The Power Fantasy #16
WRITER: Kieron Gillen
ARTIST / COVER A: Caspar Wijngaard
COVER B: Morgan Beem
FEBRUARY 25 / 32 pages / FC/ / $3.99
END OF STORY ARCOkay, then. You win. Let’s do a fight.
I do love the stage where the solicits start getting gnomic again. Our alt is Morgan Beem, whose Author Immortal with Frank Barbiere is really worth your attention.

If you like my meta-literary stuff, I suspect you’d be all over it, and Morgan’s art style is just beautiful.
Talking meta-literary stuff…

DIE: Loaded #4
WRITER: Kieron Gillen
ARTIST / COVER A: Stephanie Hans
COVER B: Fabrizio De Tomasso
FEBRUARY 11 / 32 pages / FC/ M / $3.99Some people take their roleplaying parties seriously. Conversely, some people just want to parrrrttttaaaaaeeee! Let’s see what happens when our serious business is disrupted by someone who really doesn't care at all.
And our Alt is by Fabrizio De Tomasso who is just doing lush and wonderful work here. I adore this too.

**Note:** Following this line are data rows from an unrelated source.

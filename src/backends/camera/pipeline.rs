// SPDX-License-Identifier: GPL-3.0-only

//! GStreamer capture pipeline with zbar barcode detection
//!
//! The pipeline captures from `v4l2src`, scales to a fixed low resolution,
//! runs the `zbar` element and renders to the requested display surface.
//! zbar posts an element message named `barcode` for every decoded symbol;
//! those are popped from the bus by [`CapturePipeline::poll`].

use super::types::*;
use super::{CaptureBackend, CapturePipeline};
use crate::constants::{capture, timing};
use gstreamer::prelude::*;
use gstreamer_app::AppSink;
use gstreamer_video::VideoInfo;
use gstreamer_video::prelude::*;
use std::sync::Arc;
use std::sync::atomic::{AtomicU64, Ordering};
use tracing::{debug, error, info, warn};

static FRAME_COUNTER: AtomicU64 = AtomicU64::new(0);

/// Bus message types the scanner reacts to
const WATCHED_MESSAGES: &[gstreamer::MessageType] = &[
    gstreamer::MessageType::Element,
    gstreamer::MessageType::Error,
    gstreamer::MessageType::Eos,
    gstreamer::MessageType::ClockLost,
];

/// Backend creating [`GstCapturePipeline`]s
#[derive(Debug, Default, Clone, Copy)]
pub struct GstCaptureBackend;

impl GstCaptureBackend {
    pub fn new() -> Self {
        Self
    }
}

impl CaptureBackend for GstCaptureBackend {
    fn start(
        &self,
        device: &CameraDevice,
        surface: DisplaySurface,
    ) -> BackendResult<Box<dyn CapturePipeline>> {
        let pipeline = GstCapturePipeline::new(device, surface)?;
        Ok(Box::new(pipeline))
    }
}

/// Build the textual pipeline description for a display surface
///
/// The capture device is not part of the description, it is set on the
/// `videosrc` element after parsing so handles never need quoting.
pub fn pipeline_description(surface: &DisplaySurface) -> String {
    let sink = match surface {
        DisplaySurface::Appsink(_) => format!(
            "video/x-raw,format={} ! appsink name={}",
            capture::PREVIEW_FORMAT,
            capture::SINK_NAME
        ),
        DisplaySurface::Window(_) => format!("xvimagesink name={}", capture::SINK_NAME),
        // Opens its own window, can't be embedded
        DisplaySurface::Autovideosink => "autovideosink".to_string(),
        DisplaySurface::Discard => "fakesink sync=false".to_string(),
    };

    format!(
        "v4l2src do-timestamp=true name={src} ! videoconvert ! \
         video/x-raw,width={w},height={h},framerate={fps}/1 ! \
         zbar name={zbar} ! videoconvert ! {sink}",
        src = capture::SOURCE_NAME,
        w = capture::WIDTH,
        h = capture::HEIGHT,
        fps = capture::FRAMERATE,
        zbar = capture::DECODER_NAME,
        sink = sink,
    )
}

/// Translate a raw bus message into a scanner message
///
/// Returns `None` for messages the scanner ignores, e.g. element messages
/// from other elements than zbar.
pub fn translate_message(msg: &gstreamer::MessageRef) -> Option<BusMessage> {
    use gstreamer::MessageView;

    match msg.view() {
        MessageView::Element(element) => element
            .structure()
            .and_then(detection_from_structure)
            .map(BusMessage::Detection),
        MessageView::Eos(_) => Some(BusMessage::EndOfStream),
        MessageView::ClockLost(_) => Some(BusMessage::ClockLost),
        MessageView::Error(err) => Some(BusMessage::ElementError {
            source: msg.src().map(|src| src.name().to_string()),
            message: err.error().to_string(),
        }),
        _ => None,
    }
}

/// Extract a detection from a zbar `barcode` structure
pub fn detection_from_structure(s: &gstreamer::StructureRef) -> Option<Detection> {
    if !s.has_name(capture::BARCODE_MESSAGE) {
        return None;
    }
    let kind = s.get::<String>("type").ok()?;
    let symbol = s.get::<String>("symbol").ok()?;
    Some(Detection::new(Symbology::from_zbar_type(&kind), symbol))
}

/// Running capture pipeline
pub struct GstCapturePipeline {
    pipeline: gstreamer::Pipeline,
    bus: gstreamer::Bus,
    appsink: Option<AppSink>,
    /// False when the display sink could not be located by name
    has_preview: bool,
}

impl GstCapturePipeline {
    /// Parse, configure and start a pipeline for `device`
    pub fn new(device: &CameraDevice, surface: DisplaySurface) -> BackendResult<Self> {
        info!(device = %device, "Creating capture pipeline");

        gstreamer::init().map_err(|e| BackendError::NotAvailable(e.to_string()))?;

        let description = pipeline_description(&surface);
        debug!(pipeline = %description, "Parsing pipeline");

        let pipeline = gstreamer::parse::launch(&description)
            .map_err(|e| BackendError::InitializationFailed(e.to_string()))?
            .downcast::<gstreamer::Pipeline>()
            .map_err(|_| {
                BackendError::InitializationFailed("Parsed element is not a pipeline".to_string())
            })?;

        let bus = pipeline
            .bus()
            .ok_or_else(|| BackendError::InitializationFailed("No bus on pipeline".to_string()))?;

        let videosrc = pipeline
            .by_name(capture::SOURCE_NAME)
            .ok_or_else(|| BackendError::MissingElement(capture::SOURCE_NAME.to_string()))?;
        if device.has_device_path() {
            videosrc.set_property("device", device.handle.as_str());
        } else {
            warn!(handle = %device.handle, "Handle is not a device node, using default device");
        }

        let mut appsink = None;
        let has_preview = match (pipeline.by_name(capture::SINK_NAME), surface) {
            (None, _) => {
                debug!("No named display sink, preview is not embedded");
                false
            }
            (Some(sink), DisplaySurface::Appsink(sender)) => {
                let sink = sink.dynamic_cast::<AppSink>().map_err(|_| {
                    BackendError::InitializationFailed("Failed to cast appsink".to_string())
                })?;
                configure_appsink(&sink, sender);
                appsink = Some(sink);
                true
            }
            (Some(sink), DisplaySurface::Window(handle)) => {
                embed_into_window(&sink, handle)?;
                true
            }
            (Some(_), _) => true,
        };

        pipeline.set_state(gstreamer::State::Playing).map_err(|e| {
            BackendError::StateChange(format!("Failed to start pipeline: {}", e))
        })?;

        let (result, state, pending) = pipeline.state(start_state_wait());
        debug!(result = ?result, state = ?state, pending = ?pending, "Pipeline state");
        if state != gstreamer::State::Playing {
            debug!("Pipeline is still prerolling, errors arrive on the bus");
        }

        info!(has_preview, "Capture pipeline running");

        Ok(Self {
            pipeline,
            bus,
            appsink,
            has_preview,
        })
    }

    fn clear_callbacks(&self) {
        if let Some(appsink) = &self.appsink {
            appsink.set_callbacks(gstreamer_app::AppSinkCallbacks::builder().build());
        }
    }
}

impl CapturePipeline for GstCapturePipeline {
    fn poll(&mut self) -> Option<BusMessage> {
        while let Some(msg) = self.bus.pop_filtered(WATCHED_MESSAGES) {
            if let Some(translated) = translate_message(&msg) {
                return Some(translated);
            }
        }
        None
    }

    fn recover_clock(&mut self) -> BackendResult<()> {
        info!("Clock lost, cycling pipeline through PAUSED");
        self.pipeline
            .set_state(gstreamer::State::Paused)
            .map_err(|e| BackendError::StateChange(e.to_string()))?;
        self.pipeline
            .set_state(gstreamer::State::Playing)
            .map_err(|e| BackendError::StateChange(e.to_string()))?;
        Ok(())
    }

    fn stop(&mut self) -> BackendResult<()> {
        info!("Stopping capture pipeline");
        self.clear_callbacks();

        self.pipeline
            .set_state(gstreamer::State::Null)
            .map_err(|e| BackendError::StateChange(format!("Failed to stop pipeline: {}", e)))?;

        let (result, state, _) = self.pipeline.state(gstreamer::ClockTime::from_seconds(
            timing::STOP_TIMEOUT_SECS,
        ));
        match result {
            Ok(_) => info!(state = ?state, "Capture pipeline stopped"),
            Err(e) => debug!(error = ?e, state = ?state, "Pipeline state change had issues"),
        }
        Ok(())
    }

    fn has_preview(&self) -> bool {
        self.has_preview
    }
}

impl Drop for GstCapturePipeline {
    fn drop(&mut self) {
        self.clear_callbacks();
        // Release the camera even when stop() was never called
        let _ = self.pipeline.set_state(gstreamer::State::Null);
    }
}

/// Timeout for the state query right after starting playback
fn start_state_wait() -> gstreamer::ClockTime {
    gstreamer::ClockTime::from_nseconds(timing::START_STATE_WAIT.as_nanos() as u64)
}

/// Hand the video overlay of `sink` a native window
fn embed_into_window(sink: &gstreamer::Element, handle: usize) -> BackendResult<()> {
    sink.set_state(gstreamer::State::Ready)
        .map_err(|e| BackendError::StateChange(e.to_string()))?;
    let overlay = sink
        .clone()
        .dynamic_cast::<gstreamer_video::VideoOverlay>()
        .map_err(|_| BackendError::Other("Display sink has no video overlay".to_string()))?;
    // SAFETY: `handle` names a native window that outlives the pipeline; the
    // embedder or the user passing `--window` is responsible for that.
    unsafe {
        overlay.set_window_handle(handle);
    }
    debug!(handle, "Video overlay embedded");
    Ok(())
}

/// Forward RGBA samples from the appsink into the preview channel
fn configure_appsink(appsink: &AppSink, mut sender: FrameSender) {
    appsink.set_property("sync", false);
    appsink.set_property("max-buffers", capture::MAX_BUFFERS);
    appsink.set_property("drop", true);
    appsink.set_property("enable-last-sample", false);

    appsink.set_callbacks(
        gstreamer_app::AppSinkCallbacks::builder()
            .new_sample(move |appsink| {
                let frame_num = FRAME_COUNTER.fetch_add(1, Ordering::Relaxed);

                let sample = appsink.pull_sample().map_err(|e| {
                    error!(frame = frame_num, error = ?e, "Failed to pull sample");
                    gstreamer::FlowError::Eos
                })?;
                let buffer = sample.buffer().ok_or(gstreamer::FlowError::Error)?;
                let caps = sample.caps().ok_or(gstreamer::FlowError::Error)?;
                let info = VideoInfo::from_caps(caps).map_err(|_| gstreamer::FlowError::Error)?;
                let map = buffer
                    .map_readable()
                    .map_err(|_| gstreamer::FlowError::Error)?;

                let frame = PreviewFrame {
                    width: info.width(),
                    height: info.height(),
                    stride: info.stride()[0] as u32,
                    data: Arc::from(map.as_slice()),
                };

                // Drop frames when the UI is behind
                if let Err(e) = sender.try_send(frame)
                    && frame_num % 30 == 0
                {
                    debug!(frame = frame_num, error = ?e, "Preview frame dropped");
                }

                Ok(gstreamer::FlowSuccess::Ok)
            })
            .build(),
    );
}

#[cfg(test)]
mod tests {
    use super::*;

    #[test]
    fn test_description_contains_decoder_and_caps() {
        let desc = pipeline_description(&DisplaySurface::Discard);
        assert!(desc.starts_with("v4l2src do-timestamp=true name=videosrc"));
        assert!(desc.contains("video/x-raw,width=640,height=480,framerate=10/1"));
        assert!(desc.contains("zbar name=zbar"));
        assert!(desc.ends_with("fakesink sync=false"));
    }

    #[test]
    fn test_start_state_query_does_not_wait() {
        assert_eq!(start_state_wait(), gstreamer::ClockTime::ZERO);
    }

    #[test]
    fn test_description_sink_per_surface() {
        let (sender, _receiver) = futures::channel::mpsc::channel(1);
        assert!(pipeline_description(&DisplaySurface::Appsink(sender))
            .ends_with("video/x-raw,format=RGBA ! appsink name=imagesink"));
        assert!(pipeline_description(&DisplaySurface::Window(42))
            .ends_with("xvimagesink name=imagesink"));
        // autovideosink is left unnamed so it is never embedded
        let auto = pipeline_description(&DisplaySurface::Autovideosink);
        assert!(auto.ends_with("autovideosink"));
        assert!(!auto.contains("name=imagesink"));
    }

    fn barcode(kind: &str, symbol: &str) -> gstreamer::Structure {
        gstreamer::Structure::builder("barcode")
            .field("type", kind)
            .field("symbol", symbol)
            .field("quality", 1i32)
            .build()
    }

    #[test]
    fn test_detection_from_barcode_structure() {
        gstreamer::init().unwrap();
        let s = barcode("EAN-13", "4006381333931");
        assert_eq!(
            detection_from_structure(&s),
            Some(Detection::new(Symbology::Ean13, "4006381333931"))
        );
    }

    #[test]
    fn test_other_structures_are_ignored() {
        gstreamer::init().unwrap();
        let s = gstreamer::Structure::builder("level")
            .field("type", "EAN-13")
            .field("symbol", "1")
            .build();
        assert_eq!(detection_from_structure(&s), None);

        let incomplete = gstreamer::Structure::builder("barcode")
            .field("type", "EAN-13")
            .build();
        assert_eq!(detection_from_structure(&incomplete), None);
    }

    #[test]
    fn test_translate_element_and_eos_messages() {
        gstreamer::init().unwrap();

        let msg = gstreamer::message::Element::new(barcode("QR-Code", "hello"));
        assert_eq!(
            translate_message(&msg),
            Some(BusMessage::Detection(Detection::new(
                Symbology::Other("QR-Code".into()),
                "hello"
            )))
        );

        let eos = gstreamer::message::Eos::new();
        assert_eq!(translate_message(&eos), Some(BusMessage::EndOfStream));
    }

    #[test]
    fn test_translate_error_message() {
        gstreamer::init().unwrap();
        let msg = gstreamer::message::Error::new(
            gstreamer::ResourceError::NotFound,
            "Cannot identify device '/dev/video9'.",
        );
        match translate_message(&msg) {
            Some(BusMessage::ElementError { source, message }) => {
                assert_eq!(source, None);
                assert_eq!(message, "Cannot identify device '/dev/video9'.");
            }
            other => panic!("unexpected translation: {:?}", other),
        }
    }
}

Speak to your retailer, or communicate in some other way. In a real way, they don’t know you want one unless you tell them, and when there’s so many books out now (Someone told me there’s 5 times as many monthly comics than there were in the 1980s, which is incredible) they really need guidance. Frankly, shops can sell out and not notice that they didn’t meet demand. It’s nightmarishly difficult for them.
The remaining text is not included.